[PROBLEM TO WORK ON]: From the entries below, return every line that includes the word "Some".

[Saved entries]
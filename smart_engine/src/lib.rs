#![warn(clippy::pedantic)]
#![allow(clippy::must_use_candidate)]

pub const SMART_ENGINE_VERSION: &str = env!("CARGO_PKG_VERSION");

// Core modules
pub mod catalog;
pub mod config;
pub mod data_paths;
pub mod loader;
pub mod script;
pub mod validation;
pub mod waypoint;

// Re-exports for convenience
pub use catalog::{CatalogStore, Catalogs};
pub use config::{SmartConfig, load_config};
pub use loader::rules::LoadOptions;
pub use loader::{SmartData, load_smart_data};
pub use script::{ChainKey, SmartRule, SmartScriptStore, SourceKind};
pub use validation::{Diagnostic, LoadReport, Rejection, Warning, WaypointReport};
pub use waypoint::{Waypoint, WaypointPath, WaypointStore};
use std::env;
use std::path::{Path, PathBuf};
use std::sync::LazyLock;

/// Environment variable that overrides data directory detection.
pub const DATA_DIR_ENV: &str = "SMART_DATA_DIR";

/// Cached path to the directory containing the loader's data files.
static DATA_ROOT: LazyLock<PathBuf> = LazyLock::new(detect_data_root);

/// Construct a data path relative to the resolved data root.
///
/// Absolute `relative` paths are returned unchanged.
pub fn data_path(relative: impl AsRef<Path>) -> PathBuf {
    DATA_ROOT.join(relative)
}

/// Location of `smart.toml`: the user's config dir wins over the data dir.
pub fn config_path() -> PathBuf {
    if let Some(dir) = dirs::config_dir() {
        let user_config = dir.join("smart_engine").join("smart.toml");
        if user_config.is_file() {
            return user_config;
        }
    }
    data_path("smart.toml")
}

/// Resolve the most likely location of the data directory.
fn detect_data_root() -> PathBuf {
    let mut candidates = Vec::new();

    if let Ok(dir) = env::var(DATA_DIR_ENV) {
        candidates.push(PathBuf::from(dir));
    }

    // Common layouts: workspace root and flattened `data/`.
    candidates.push(PathBuf::from("smart_engine/data"));
    candidates.push(PathBuf::from("data"));

    if let Ok(exe_path) = env::current_exe()
        && let Some(dir) = exe_path.parent()
    {
        candidates.push(dir.join("data"));
        if let Some(parent) = dir.parent() {
            candidates.push(parent.join("smart_engine/data"));
        }
    }

    candidates
        .into_iter()
        .find(|candidate| candidate.is_dir())
        .unwrap_or_else(|| PathBuf::from("smart_engine/data"))
}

[COMPLETED EXERCISE]:
    if let Some(dir) = dirs::config_dir() {
        && let Some(dir) = exe_path.parent()
        if let Some(parent) = dir.parent() {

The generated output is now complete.